Chapter 22: Quiz
1. Gary Chapman developed the Five Love Languages through:
- A) A large-scale randomized controlled trial
- B) Factor analysis of thousands of survey responses
- C) Pastoral counseling observations over decades of marriage counseling
- D) A meta-analysis of relationship research
Answer: C. Chapman is a pastor and counselor who identified the patterns through clinical observation, not through systematic research methods.
2. When researchers examined the psychometric properties of the Love Language Quiz, they found:
- A) Strong support for five distinct factors
- B) The five-factor structure does not consistently emerge from factor analysis, and most people don't map cleanly to one language
- C) Perfect test-retest reliability
- D) That it predicts divorce with 90% accuracy
Answer: B. Bunt and Hazelwood (2017) found that the data doesn't support five distinct categories, and people's "primary" language is inconsistent.
3. The "matching hypothesis" (couples who speak each other's love language have better relationships) is:
- A) Strongly supported by multiple studies
- B) Not supported — what predicts satisfaction is total loving behavior, not matching a specific language
- C) True only for married couples
- D) True only for the "Words of Affirmation" language
Answer: B. The matching hypothesis was not supported. People are more satisfied when they receive more loving behaviors generally, regardless of which "language" they're in.
4. Gottman's 5:1 ratio refers to:
- A) Five love languages to one primary language
- B) Approximately 5 positive interactions for every 1 negative interaction during conflict — the ratio maintained by stable, happy couples
- C) Five years of dating to one year of marriage
- D) Five compliments for every criticism at work
Answer: B. The 5:1 positive-to-negative interaction ratio during conflict is one of the most replicated findings in relationship science.
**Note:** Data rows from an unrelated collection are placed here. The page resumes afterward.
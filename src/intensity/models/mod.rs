//! models — user-facing intensity model APIs.
//!
//! Purpose
//! -------
//! Expose the logistic intensity model surface: [`LogisticIntensityModel`]
//! (a [`LogLikelihood`](crate::optimization::loglik_optimizer::LogLikelihood)
//! implementation with analytic value/gradient and a `fit` method), the
//! [`IntensityFit`] summary, and the one-call estimation entry point
//! [`intensity_est_logis_bfgs`]. This layer wires `intensity::core`
//! primitives into the generic BFGS optimization stack.

pub mod logistic;

pub use self::logistic::{intensity_est_logis_bfgs, IntensityFit, LogisticIntensityModel};
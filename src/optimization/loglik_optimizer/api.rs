//! High-level entry point for maximizing a user-provided `LogLikelihood`.
//!
//! This selects a dense BFGS solver with either Hager–Zhang or More–Thuente
//! line search, wraps the model in an `ArgMinAdapter` (which *minimizes*
//! `-ℓ(θ)`), and delegates the run to `run_bfgs`.
use crate::optimization::{
    errors::OptResult,
    loglik_optimizer::{
        adapter::ArgMinAdapter,
        builders::{build_bfgs_hager_zhang, build_bfgs_more_thuente},
        run::run_bfgs,
        traits::{LineSearcher, LogLikelihood, MLEOptions},
        OptimOutcome, Theta,
    },
};

/// Maximize a log-likelihood `ℓ(θ)` using BFGS with the chosen line search.
///
/// # Behavior
/// - Validates the initial guess via `f.check(theta0, data)`.
/// - Wraps `(f, data)` in an `ArgMinAdapter` that exposes a *minimization*
///   problem `c(θ) = -ℓ(θ)` to `argmin`.
/// - Builds a BFGS solver with either **Hager–Zhang** or **More–Thuente**
///   line search based on `opts.line_searcher`.
/// - Calls `run_bfgs`, which configures the executor (initial params,
///   identity inverse Hessian, max iters, optional observers) and returns an
///   `OptimOutcome`.
///
/// # Parameters
/// - `f`: Your model implementing [`LogLikelihood`].
/// - `theta0`: Initial parameter vector (consumed).
/// - `data`: Model data passed through to `value`/`grad`.
/// - `opts`: Optimizer options (tolerances, line search choice, verbosity).
///
/// # Errors
/// - Propagates any error from `f.check`.
/// - Propagates builder errors from `build_bfgs_*`.
/// - Propagates runtime errors from `run_bfgs` (e.g., line search failures).
///
/// # Returns
/// An [`OptimOutcome`] containing `theta_hat`, best value `ℓ(θ̂)`,
/// termination status and convergence code, iteration counts, function
/// evaluation counts, and optionally the gradient norm.
///
/// # Example
/// ```no_run
/// use ndarray::array;
/// use rust_pointprocess::optimization::{
///     errors::OptResult,
///     loglik_optimizer::{maximize, LogLikelihood, MLEOptions},
/// };
///
/// struct MyLL;
/// impl LogLikelihood for MyLL {
///     type Data = ();
///     fn value(&self, theta: &ndarray::Array1<f64>, _: &()) -> OptResult<f64> {
///         // Simple concave log-likelihood: -(θ·θ)
///         Ok(-theta.dot(theta))
///     }
///     fn check(&self, _: &ndarray::Array1<f64>, _: &()) -> OptResult<()> {
///         Ok(())
///     }
/// }
///
/// let f = MyLL;
/// let theta0 = array![0.1, -0.2, 0.3];
/// let opts = MLEOptions::default();
/// let out = maximize(&f, theta0, &(), &opts)?;
/// println!("theta_hat = {:?}", out.theta_hat);
/// # Ok::<(), rust_pointprocess::optimization::errors::OptError>(())
/// ```
pub fn maximize<F: LogLikelihood>(
    f: &F, theta0: Theta, data: &F::Data, opts: &MLEOptions,
) -> OptResult<OptimOutcome> {
    f.check(&theta0, data)?;
    let problem = ArgMinAdapter::new(f, data);
    match opts.line_searcher {
        LineSearcher::MoreThuente => {
            let solver = build_bfgs_more_thuente(opts)?;
            run_bfgs(theta0, opts, problem, solver)
        }
        LineSearcher::HagerZhang => {
            let solver = build_bfgs_hager_zhang(opts)?;
            run_bfgs(theta0, opts, problem, solver)
        }
    }
}
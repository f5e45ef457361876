//! Public API surface for log-likelihood maximization.
//!
//! - [`LogLikelihood`]: trait users implement for their model.
//! - [`MLEOptions`] and [`Tolerances`]: configuration for the optimizer.
//! - [`LineSearcher`]: choice of line search used by BFGS.
//! - [`OptimOutcome`]: normalized result returned by the high-level `maximize` API.
//!
//! Convention: we *maximize* a user log-likelihood `ℓ(θ)` by minimizing the cost
//! `c(θ) = -ℓ(θ)`. If an analytic gradient is provided, it should be the gradient
//! of the log-likelihood (`∇ℓ(θ)`); the adapter flips the sign as needed.
use crate::optimization::{
    errors::{OptError, OptResult},
    loglik_optimizer::{
        validation::{validate_theta_hat, validate_value, verify_tol_cost, verify_tol_grad},
        Cost, FnEvalMap, Grad, Theta,
    },
};
use argmin::core::{TerminationReason, TerminationStatus};
use argmin_math::ArgminL2Norm;
use std::str::FromStr;

/// User-implemented log-likelihood interface.
///
/// You maximize `ℓ(θ)`; internally we minimize the cost `c(θ) = -ℓ(θ)`.
/// If you provide an analytic gradient, return the gradient of the
/// log-likelihood `∇ℓ(θ)` (the adapter flips the sign to match the cost).
///
/// - `type Data`: per-model data carried into `value`/`grad`/`check`.
///
/// Required:
/// - `value(&Theta, &Data) -> OptResult<Cost>`: evaluate `ℓ(θ)`.
///   - Errors: return a descriptive `OptError` for invalid inputs or model failures.
/// - `check(&Theta, &Data) -> OptResult<()>`: validation hook to reject
///   obviously invalid `θ`/`data` pairs. Called once before optimization.
///
/// Optional:
/// - `grad(&Theta, &Data) -> OptResult<Grad>`: analytic gradient `∇ℓ(θ)`.
///   If not implemented, robust finite differences are used automatically.
pub trait LogLikelihood {
    type Data: 'static;

    // Required methods
    fn value(&self, theta: &Theta, data: &Self::Data) -> OptResult<Cost>;
    fn check(&self, theta: &Theta, data: &Self::Data) -> OptResult<()>;

    // Optional methods
    fn grad(&self, _theta: &Theta, _data: &Self::Data) -> OptResult<Grad> {
        Err(OptError::GradientNotImplemented)
    }
}

/// Choice of line search used inside the BFGS solver.
///
/// Variants:
/// - `MoreThuente`: More–Thuente line search.
/// - `HagerZhang`: Hager–Zhang line search.
///
/// Parsing:
/// This enum implements `FromStr` and accepts case-insensitive names
/// (`"MoreThuente"`, `"HagerZhang"`). Unknown names return
/// `OptError::InvalidLineSearch`.
#[derive(Debug, Clone, Copy, PartialEq, Eq)]
pub enum LineSearcher {
    MoreThuente,
    HagerZhang,
}

impl FromStr for LineSearcher {
    type Err = OptError;

    /// Parse a line-search choice from a string (case-insensitive).
    ///
    /// Accepts:
    /// - `"MoreThuente"`
    /// - `"HagerZhang"`
    /// - Any case variant (e.g., `"morethuente"`, `"HAGERZHANG"`).
    ///
    /// Any other value returns `OptError::InvalidLineSearch` with a helpful message.
    fn from_str(s: &str) -> Result<Self, Self::Err> {
        match s.to_lowercase().as_str() {
            "morethuente" => Ok(LineSearcher::MoreThuente),
            "hagerzhang" => Ok(LineSearcher::HagerZhang),
            _ => Err(OptError::InvalidLineSearch {
                name: s.to_string(),
                reason: "Valid options are case insensitive 'MoreThuente' or 'HagerZhang'.",
            }),
        }
    }
}

/// Optimizer-level configuration.
///
/// Fields:
/// - `tols: Tolerances` — numerical tolerances and iteration limits.
/// - `line_searcher: LineSearcher` — line-search algorithm used by BFGS.
/// - `verbose: bool` — if `true`, attaches an observer (behind the `obs_slog`
///   feature) and prints progress.
///
/// Constructor:
/// - `new(tols, line_searcher, verbose) -> Self` — builds options; validation of
///   numeric values is handled in `Tolerances::new`.
///
/// Default:
/// - `tols`: `tol_grad = 1e-6`, `tol_cost = None`, `max_iter = 300`
/// - `line_searcher`: `MoreThuente`
/// - `verbose`: `false`
#[derive(Debug, Clone, PartialEq)]
pub struct MLEOptions {
    pub tols: Tolerances,
    pub line_searcher: LineSearcher,
    pub verbose: bool,
}

impl MLEOptions {
    /// Create a new set of optimizer options.
    ///
    /// This constructor does not mutate values; validation of numeric fields is
    /// performed inside [`Tolerances::new`].
    pub fn new(tols: Tolerances, line_searcher: LineSearcher, verbose: bool) -> MLEOptions {
        Self { tols, line_searcher, verbose }
    }
}

impl Default for MLEOptions {
    fn default() -> Self {
        Self {
            tols: Tolerances::new(Some(1e-6), None, Some(300)).unwrap(),
            line_searcher: LineSearcher::MoreThuente,
            verbose: false,
        }
    }
}

/// Numerical tolerances and iteration limits used by the optimizer.
///
/// - `tol_grad`: terminate when the gradient norm falls below this threshold.
/// - `tol_cost`: terminate when the change in cost falls below this threshold.
/// - `max_iter`: hard cap on the number of iterations.
///
/// Any field can be `None` but **at least one** of the three must be provided
/// (see [`Tolerances::new`]).
#[derive(Debug, Clone, Copy, PartialEq)]
pub struct Tolerances {
    pub tol_grad: Option<f64>,
    pub tol_cost: Option<f64>,
    pub max_iter: Option<usize>,
}

impl Tolerances {
    /// Construct validated tolerances.
    ///
    /// # Rules
    /// - At least one of `tol_grad`, `tol_cost`, or `max_iter` must be `Some`.
    /// - If provided, tolerances must be **finite and strictly positive**.
    /// - If provided, `max_iter` must be `> 0`.
    ///
    /// # Errors
    /// - [`OptError::NoTolerancesProvided`] if all three are `None`.
    /// - [`OptError::InvalidTolGrad`] / [`OptError::InvalidTolCost`] for non-finite or non-positive tolerances.
    /// - `OptError::InvalidMaxIter` if `max_iter == 0`.
    pub fn new(
        tol_grad: Option<f64>, tol_cost: Option<f64>, max_iter: Option<usize>,
    ) -> OptResult<Self> {
        if tol_grad.is_none() && tol_cost.is_none() && max_iter.is_none() {
            return Err(OptError::NoTolerancesProvided);
        }
        verify_tol_cost(tol_cost)?;
        verify_tol_grad(tol_grad)?;
        if let Some(max_iter) = max_iter {
            if max_iter == 0 {
                return Err(OptError::InvalidMaxIter {
                    max_iter,
                    reason: "Maximum iterations must be greater than zero.",
                });
            }
        }
        Ok(Self { tol_grad, tol_cost, max_iter })
    }
}

/// Canonical result returned by `maximize`.
///
/// - `theta_hat`: best parameter vector found.
/// - `value`: best **log-likelihood** value `ℓ(θ)` (not the cost).
/// - `converged`: `true` if the solver stopped because its own convergence
///   criteria were met (gradient/cost tolerance or target cost), `false` for
///   iteration limits and any other exit.
/// - `status`: human-readable termination status string.
/// - `code`: integer convergence code for callers that want the classical
///   convention — 0 = converged, 1 = iteration limit reached, 10 = any other
///   termination (including "not terminated").
/// - `iterations`: number of optimizer iterations performed.
/// - `fn_evals`: function-evaluation counters reported by `argmin`.
///   Keys follow argmin’s counters, e.g., cost_count, gradient_count, etc.
/// - `grad_norm`: norm of the last available gradient, if present.
#[derive(Debug, Clone, PartialEq)]
pub struct OptimOutcome {
    pub theta_hat: Theta,
    pub value: f64,
    pub converged: bool,
    pub status: String,
    pub code: i32,
    pub iterations: usize,
    pub fn_evals: FnEvalMap,
    pub grad_norm: Option<f64>,
}

impl OptimOutcome {
    /// Build a validated [`OptimOutcome`] from raw solver state.
    ///
    /// Performs:
    /// - `theta_hat` check via `validate_theta_hat` (present and all finite).
    /// - `value` check via `validate_value` (finite).
    /// - Maps `TerminationStatus` into `(converged, status, code)`.
    /// - Computes `grad_norm` if a gradient was provided.
    ///
    /// # Errors
    /// - Propagates any validation errors for `theta_hat` or `value`.
    pub fn new(
        theta_hat_opt: Option<Theta>, value: f64, termination: TerminationStatus, iterations: u64,
        fn_evals: FnEvalMap, grad: Option<Grad>,
    ) -> OptResult<Self> {
        let theta_hat = validate_theta_hat(theta_hat_opt)?;
        validate_value(value)?;
        let (converged, code) = match &termination {
            TerminationStatus::Terminated(reason) => match reason {
                TerminationReason::SolverConverged | TerminationReason::TargetCostReached => {
                    (true, 0)
                }
                TerminationReason::MaxItersReached => (false, 1),
                _ => (false, 10),
            },
            TerminationStatus::NotTerminated => (false, 10),
        };
        let status = format!("{termination:?}");
        let iterations = iterations as usize;
        let grad_norm = grad.map(|g| g.l2_norm());
        Ok(Self { theta_hat, value, converged, status, code, iterations, fn_evals, grad_norm })
    }
}

#[cfg(test)]
mod tests {
    use super::*;
    use ndarray::array;
    use std::collections::HashMap;

    // -------------------------------------------------------------------------
    // Scope
    // -----
    // Configuration validation (`Tolerances`, `LineSearcher` parsing) and the
    // termination-status → (converged, code) mapping in `OptimOutcome::new`.
    // Solver behavior is covered in the builders/run layers and integration
    // tests.
    // -------------------------------------------------------------------------

    #[test]
    // Purpose
    // -------
    // At least one stopping rule is required; each provided rule must be
    // finite and strictly positive.
    fn tolerances_enforce_documented_rules() {
        assert_eq!(Tolerances::new(None, None, None), Err(OptError::NoTolerancesProvided));
        assert!(matches!(
            Tolerances::new(Some(-1e-6), None, None),
            Err(OptError::InvalidTolGrad { .. })
        ));
        assert!(matches!(
            Tolerances::new(None, Some(f64::NAN), None),
            Err(OptError::InvalidTolCost { .. })
        ));
        assert!(matches!(
            Tolerances::new(None, None, Some(0)),
            Err(OptError::InvalidMaxIter { .. })
        ));
        assert!(Tolerances::new(Some(1e-6), None, Some(100)).is_ok());
    }

    #[test]
    fn line_searcher_parses_case_insensitively() {
        assert_eq!("MoreThuente".parse::<LineSearcher>().unwrap(), LineSearcher::MoreThuente);
        assert_eq!("hagerzhang".parse::<LineSearcher>().unwrap(), LineSearcher::HagerZhang);
        assert!(matches!(
            "newton".parse::<LineSearcher>(),
            Err(OptError::InvalidLineSearch { .. })
        ));
    }

    #[test]
    // Purpose
    // -------
    // The convergence-code mapping: solver-converged → 0, iteration limit →
    // 1, anything else → 10; `converged` is only true for code 0.
    fn optim_outcome_maps_termination_to_codes() {
        let theta = array![0.1, 0.2];
        let cases = [
            (TerminationStatus::Terminated(TerminationReason::SolverConverged), true, 0),
            (TerminationStatus::Terminated(TerminationReason::TargetCostReached), true, 0),
            (TerminationStatus::Terminated(TerminationReason::MaxItersReached), false, 1),
            (
                TerminationStatus::Terminated(TerminationReason::SolverExit(
                    "line search failed".to_string(),
                )),
                false,
                10,
            ),
            (TerminationStatus::NotTerminated, false, 10),
        ];
        for (termination, converged, code) in cases {
            let outcome = OptimOutcome::new(
                Some(theta.clone()),
                -1.5,
                termination,
                7,
                HashMap::new(),
                None,
            )
            .expect("finite theta_hat and value");
            assert_eq!(outcome.converged, converged);
            assert_eq!(outcome.code, code);
            assert_eq!(outcome.iterations, 7);
        }
    }

    #[test]
    fn optim_outcome_rejects_missing_or_non_finite_results() {
        let termination = TerminationStatus::Terminated(TerminationReason::SolverConverged);
        assert_eq!(
            OptimOutcome::new(None, 0.0, termination.clone(), 0, HashMap::new(), None),
            Err(OptError::MissingThetaHat)
        );
        assert!(matches!(
            OptimOutcome::new(
                Some(array![f64::NAN]),
                0.0,
                termination.clone(),
                0,
                HashMap::new(),
                None
            ),
            Err(OptError::InvalidThetaHat { .. })
        ));
        assert!(matches!(
            OptimOutcome::new(
                Some(array![0.0]),
                f64::INFINITY,
                termination,
                0,
                HashMap::new(),
                None
            ),
            Err(OptError::NonFiniteCost { .. })
        ));
    }
}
5. Which of Gottman's "Four Horsemen" is the single strongest predictor of divorce?
- A) Criticism
- B) Contempt
- C) Defensiveness
- D) Stonewalling
Answer: B. Contempt — treating your partner with disrespect, mockery, or superiority — is the most corrosive relationship behavior and the strongest predictor of divorce.
6. The love languages framework has sold over 20 million copies primarily because:
- A) It's scientifically validated
- B) It's simple, identity-affirming, and feels personally relevant (Barnum effect), not because it's research-based
- C) Insurance companies require it
- D) Government agencies promote it
Answer: B. The framework persists due to simplicity, identity value, the Barnum effect, and commercial success — the same forces that sustain MBTI and other popular-but-unsupported frameworks.
7. The evidence-based replacement for "speak your partner's love language" is:
- A) There is no evidence-based relationship advice
- B) Maintain a 5:1 positive-to-negative ratio, avoid the Four Horsemen, make your partner feel understood, manage conflict well, and create shared meaning
- C) Only use Words of Affirmation
- D) Never disagree with your partner
Answer: B. Gottman's research, responsiveness research, and conflict management research provide evidence-based guidance that is more effective than love language matching.
8. "Perceived partner responsiveness" predicts relationship satisfaction because:
- A) It measures love language matching
- B) Feeling understood, validated, and cared for by your partner — regardless of the specific form — is a core relationship need
- C) It only applies to new relationships
- D) It was discovered by Chapman
Answer: B. Reis and colleagues' research shows that responsiveness — feeling understood and cared for — is one of the strongest predictors of satisfaction, regardless of how it's expressed.
9. The chapter's overall verdict on love languages is:
- A) Completely debunked — the underlying idea is wrong
- B) The common-sense insight (people differ in how they express love) is valid, but the specific framework (five types, primary language, matching hypothesis) is not scientifically supported
- C) Fully supported by research
- D) Only valid for heterosexual couples
Answer: B. The chapter validates the common-sense observation while debunking the specific framework. "Pay attention to how your partner wants to be loved" is good advice that doesn't require a five-type system.
10. The most important lesson from comparing love languages to Gottman's research is:
- A) Popular relationship advice is always wrong
- B) The most popular frameworks aren't necessarily the most evidence-based — and the most evidence-based advice (avoid contempt, maintain the 5:1 ratio) is less marketable but more useful
- C) Only researchers can have good relationships
- D) Gottman's advice is more expensive
Answer: B. The virality-accuracy trade-off applies directly to relationship psychology: the simplest, most identity-affirming framework (love languages) vastly outsells the most evidence-based one (Gottman's research).